▸ What the exercise asks:
Report back the lines in this listing that carry the string "WorldFlags".

▸ Data supplied:

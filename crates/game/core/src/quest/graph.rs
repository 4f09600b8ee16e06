//! Static quest graph definitions.

use std::fmt;

use serde::{Deserialize, Serialize};
use strum::{Display, EnumString};

use super::payload::{lossy, ConnectionPayload, FlagValue, NodePayload, WorldFlags};
use super::prereq::QuestPrereqs;

macro_rules! id_newtype {
    ($(#[$doc:meta])* $name:ident($inner:ty)) => {
        $(#[$doc])*
        #[derive(
            Clone, Copy, Debug, Default, PartialEq, Eq, Hash, PartialOrd, Ord,
            Serialize, Deserialize,
        )]
        #[serde(transparent)]
        pub struct $name(pub $inner);

        impl fmt::Display for $name {
            fn fmt(&self, f: &mut fmt::Formatter<'_>) -> fmt::Result {
                self.0.fmt(f)
            }
        }

        impl From<$inner> for $name {
            fn from(value: $inner) -> Self {
                Self(value)
            }
        }
    };
}

id_newtype!(
    /// Identifier of a quest definition.
    QuestId(u32)
);
id_newtype!(
    /// Identifier of a node within a quest graph.
    NodeId(u32)
);
id_newtype!(
    /// Identifier of a connection within a quest graph.
    ConnectionId(u32)
);
id_newtype!(
    /// Identifier of a player.
    UserId(u64)
);

/// Role of a node in the graph.
#[derive(
    Clone, Copy, Debug, Default, PartialEq, Eq, Serialize, Deserialize, Display, EnumString,
)]
#[serde(rename_all = "snake_case")]
#[strum(serialize_all = "snake_case")]
pub enum NodeKind {
    Start,
    #[default]
    Choice,
    Action,
    Condition,
    End,
}

/// How a connection is offered to the player.
#[derive(
    Clone, Copy, Debug, Default, PartialEq, Eq, Serialize, Deserialize, Display, EnumString,
)]
#[serde(rename_all = "snake_case")]
#[strum(serialize_all = "snake_case")]
pub enum ConnectionKind {
    #[default]
    Choice,
    Condition,
    Default,
}

/// One node of a quest graph.
#[derive(Clone, Debug, PartialEq, Serialize, Deserialize)]
pub struct QuestNode {
    pub id: NodeId,
    #[serde(default, rename = "type")]
    pub kind: NodeKind,
    pub title: String,
    #[serde(default)]
    pub description: String,
    #[serde(default, deserialize_with = "lossy")]
    pub payload: NodePayload,
    #[serde(default)]
    pub is_start: bool,
    #[serde(default)]
    pub is_final: bool,
}

/// One directed edge of a quest graph.
#[derive(Clone, Debug, PartialEq, Serialize, Deserialize)]
pub struct QuestConnection {
    pub id: ConnectionId,
    pub from: NodeId,
    pub to: NodeId,
    #[serde(default, rename = "type")]
    pub kind: ConnectionKind,
    #[serde(default)]
    pub label: Option<String>,
    #[serde(default)]
    pub order: i32,
    #[serde(default, deserialize_with = "lossy")]
    pub payload: ConnectionPayload,
}

/// Position of a quest inside a multi-quest chain.
///
/// Completion records the chain step as world flags so later quests can gate
/// on it through ordinary prerequisites.
#[derive(Clone, Debug, PartialEq, Serialize, Deserialize)]
pub struct QuestChain {
    pub id: String,
    pub step: u32,
}

impl QuestChain {
    /// Flags written when the owning quest completes.
    pub fn completion_flags(&self) -> WorldFlags {
        let mut flags = WorldFlags::new();
        flags.insert(format!("{}.step", self.id), FlagValue::Int(i64::from(self.step)));
        flags.insert(format!("{}.completed", self.id), FlagValue::Bool(true));
        flags
    }
}

/// A complete quest graph, immutable at runtime.
#[derive(Clone, Debug, PartialEq, Serialize, Deserialize)]
pub struct QuestDefinition {
    pub id: QuestId,
    pub title: String,
    #[serde(default)]
    pub description: String,
    #[serde(default)]
    pub prereqs: QuestPrereqs,
    #[serde(default)]
    pub chain: Option<QuestChain>,
    pub nodes: Vec<QuestNode>,
    pub connections: Vec<QuestConnection>,
}

impl QuestDefinition {
    /// The unique start node. Definitions are validated at load time, so a
    /// missing start node only occurs with hand-built test graphs.
    pub fn start_node(&self) -> Option<&QuestNode> {
        self.nodes.iter().find(|node| node.is_start)
    }

    pub fn node(&self, id: NodeId) -> Option<&QuestNode> {
        self.nodes.iter().find(|node| node.id == id)
    }

    pub fn connection(&self, id: ConnectionId) -> Option<&QuestConnection> {
        self.connections.iter().find(|conn| conn.id == id)
    }

    /// Outgoing connections from a node, in display order.
    pub fn connections_from(&self, node: NodeId) -> Vec<&QuestConnection> {
        let mut outgoing: Vec<&QuestConnection> = self
            .connections
            .iter()
            .filter(|conn| conn.from == node)
            .collect();
        outgoing.sort_by_key(|conn| (conn.order, conn.id));
        outgoing
    }
}

/// Read-only lookup into the loaded quest definitions.
pub trait QuestCatalog: Send + Sync {
    fn quest(&self, id: QuestId) -> Option<&QuestDefinition>;

    fn quests(&self) -> Vec<&QuestDefinition>;
}

#[cfg(test)]
mod tests {
    use super::*;

    fn node(id: u32, is_start: bool, is_final: bool) -> QuestNode {
        QuestNode {
            id: NodeId(id),
            kind: if is_start { NodeKind::Start } else { NodeKind::Choice },
            title: format!("node {id}"),
            description: String::new(),
            payload: NodePayload::default(),
            is_start,
            is_final,
        }
    }

    fn connection(id: u32, from: u32, to: u32, order: i32) -> QuestConnection {
        QuestConnection {
            id: ConnectionId(id),
            from: NodeId(from),
            to: NodeId(to),
            kind: ConnectionKind::Choice,
            label: None,
            order,
            payload: ConnectionPayload::default(),
        }
    }

    fn quest() -> QuestDefinition {
        QuestDefinition {
            id: QuestId(1),
            title: "Test".into(),
            description: String::new(),
            prereqs: QuestPrereqs::default(),
            chain: None,
            nodes: vec![node(1, true, false), node(2, false, false), node(3, false, true)],
            connections: vec![
                connection(11, 1, 3, 2),
                connection(10, 1, 2, 1),
                connection(12, 2, 3, 1),
            ],
        }
    }

    #[test]
    fn start_node_is_the_flagged_one() {
        assert_eq!(quest().start_node().map(|n| n.id), Some(NodeId(1)));
    }

    #[test]
    fn connections_from_respects_order() {
        let quest = quest();
        let outgoing = quest.connections_from(NodeId(1));
        let ids: Vec<ConnectionId> = outgoing.iter().map(|c| c.id).collect();
        assert_eq!(ids, vec![ConnectionId(10), ConnectionId(11)]);
    }

    #[test]
    fn chain_completion_flags_record_step_and_completion() {
        let chain = QuestChain {
            id: "dragon_saga".into(),
            step: 2,
        };
        let flags = chain.completion_flags();
        assert_eq!(flags.get("dragon_saga.step"), Some(&FlagValue::Int(2)));
        assert_eq!(
            flags.get("dragon_saga.completed"),
            Some(&FlagValue::Bool(true))
        );
    }

    #[test]
    fn definition_parses_from_stored_json() {
        let raw = r#"{
            "id": 7,
            "title": "Cellar Rats",
            "nodes": [
                {"id": 1, "type": "start", "title": "Cellar door", "is_start": true},
                {"id": 2, "type": "end", "title": "Done", "is_final": true,
                 "payload": {"world_flags": {"set": {"cellar.cleared": true}}}}
            ],
            "connections": [
                {"id": 1, "from": 1, "to": 2, "label": "Go in"}
            ]
        }"#;
        let quest: QuestDefinition = serde_json::from_str(raw).unwrap();
        assert_eq!(quest.id, QuestId(7));
        assert_eq!(quest.start_node().map(|n| n.id), Some(NodeId(1)));
        let end = quest.node(NodeId(2)).unwrap();
        assert!(end.is_final);
        assert_eq!(
            end.payload.world_flags.set.get("cellar.cleared"),
            Some(&FlagValue::Bool(true))
        );
    }
}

▸ Expected answer:
use super::payload::{lossy, ConnectionPayload, FlagValue, NodePayload, WorldFlags};
    pub fn completion_flags(&self) -> WorldFlags {
        let mut flags = WorldFlags::new();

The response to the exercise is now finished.